O papel desempenhado por estes agrupamentos trotskistas tradicionais no 1° Congresso foi, no mínimo, pouco inteligente. Conseguiram constituir-se como alvo principal, inclusive para os ataques da ortodoxia, livrando esta última de um desfavorável confronto de concepções com a maioria do encontro. É óbvio que estas organizações, sobretudo a Convergência Socialista, não se adaptarão à nova estrutura partidária emergente do 1° Congresso. A única atitude que o partido pode tomar, para não desmoralizar-se, é fazer cumprir as resoluções do encontro, imediatamente, antes da escolha das candidaturas de 92. Ironicamente, assistiremos às tendências "mais revolucionárias" do PT brigando por vagas para disputar cadeiras no parlamento burguês. O que não chega a ser uma grande novidade entre nós: nos últimos anos toda essa conversa de revolução acaba sempre numa eleição.

Apesar de todas as limitações da transição congressual que, como vimos, está longe de ser linear e sempre progressiva, o saldo político-organizativo deste processo tem sido bastante positivo.

O grande problema que se coloca daqui pra frente é o da continuidade.

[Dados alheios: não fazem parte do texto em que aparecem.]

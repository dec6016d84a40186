//! Resolves `(Method, path)` to a [`Route`], extracting path parameters.
//!
//! Deliberately simple: a linear match over a fixed, small endpoint set
//! rather than a general-purpose router.

use http::Method;

/// A matched endpoint, with any path parameters already extracted.
#[derive(Debug, Clone, PartialEq, Eq)]
pub enum Route {
    /// `GET /health`
    Health,
    /// `GET /api/v1/sops`
    ListSops,
    /// `GET /api/v1/sops/{sop_id}`
    GetSop { sop_id: String },
    /// `GET /api/v1/drafts`
    ListDrafts,
    /// `POST /api/v1/drafts`
    CreateDraft,
    /// `PUT /api/v1/drafts/{id}`
    UpdateDraft { draft_id: String },
    /// `DELETE /api/v1/drafts/{id}`
    DeleteDraft { draft_id: String },
    /// `POST /api/v1/files`
    UploadFile,
    /// `POST /api/v1/files/presign`
    PresignFile,
    /// `POST /api/v1/eln`
    CreateSubmission,
    /// `GET /api/v1/eln`
    ListSubmissions,
    /// `GET /api/v1/eln/{id}`
    GetSubmission { submission_id: String },
    /// `GET /api/v1/config/runtime`
    RuntimeConfig,
    /// `GET /api/v1/user-management/groups`
    ListGroups,
}

/// Resolve `method`/`path` to a [`Route`].
///
/// Returns `None` for anything not in the §6 wire API table; the caller
/// turns that into a `NotFound` envelope.
#[must_use]
pub fn resolve(method: &Method, path: &str) -> Option<Route> {
    let segments: Vec<&str> = path.trim_matches('/').split('/').filter(|s| !s.is_empty()).collect();

    match (method, segments.as_slice()) {
        (&Method::GET, ["health"]) => Some(Route::Health),
        (&Method::GET, ["api", "v1", "sops"]) => Some(Route::ListSops),
        (&Method::GET, ["api", "v1", "sops", sop_id]) => Some(Route::GetSop {
            sop_id: (*sop_id).to_owned(),
        }),
        (&Method::GET, ["api", "v1", "drafts"]) => Some(Route::ListDrafts),
        (&Method::POST, ["api", "v1", "drafts"]) => Some(Route::CreateDraft),
        (&Method::PUT, ["api", "v1", "drafts", draft_id]) => Some(Route::UpdateDraft {
            draft_id: (*draft_id).to_owned(),
        }),
        (&Method::DELETE, ["api", "v1", "drafts", draft_id]) => Some(Route::DeleteDraft {
            draft_id: (*draft_id).to_owned(),
        }),
        (&Method::POST, ["api", "v1", "files"]) => Some(Route::UploadFile),
        (&Method::POST, ["api", "v1", "files", "presign"]) => Some(Route::PresignFile),
        (&Method::POST, ["api", "v1", "eln"]) => Some(Route::CreateSubmission),
        (&Method::GET, ["api", "v1", "eln"]) => Some(Route::ListSubmissions),
        (&Method::GET, ["api", "v1", "eln", submission_id]) => Some(Route::GetSubmission {
            submission_id: (*submission_id).to_owned(),
        }),
        (&Method::GET, ["api", "v1", "config", "runtime"]) => Some(Route::RuntimeConfig),
        (&Method::GET, ["api", "v1", "user-management", "groups"]) => Some(Route::ListGroups),
        _ => None,
    }
}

Os setores renovadores, que até agora impulsionaram as mudanças no partido, não têm demonstrado muita disposição para assumir responsabilidades orgânicas - e isso diz respeito tanto aos que se alinharam em torno da tese "Um projeto para o Brasil" quanto aos chamados heterodoxos da Articulação (com exceções em ambos os casos). Contrariados, com certa razão, com a velha dinâmica de luta interna, estes setores muitas vezes preferem não enfrentar a disputa política: não articulam, não põem a cabeça de fora. No caso de vários signatários da tese "Um projeto para o Brasil" existe ceticismo misturado à preguiça; falta de tesão pela militância e, sobretudo, pouco trabalho dentro do PT. De sorte que o partido acaba ficando, mais uma vez, nas mãos daqueles quadros que se especializaram na gestão do aparelho e daqueles que têm apetite pelo poder.

Este é o grande desafio que temos pela frente: realizar, no funcionamento cotidiano do partido, aquele movimento que já foi feito pela transição congressual no plano das concepções e na mudança da estrutura formal do PT. O que exige disposição de trabalho, coragem para enfrentar situações adversas e vontade política para articular um novo bloco dirigente no partido.

Augusto de Franco é membro da Executiva Nacional do PT.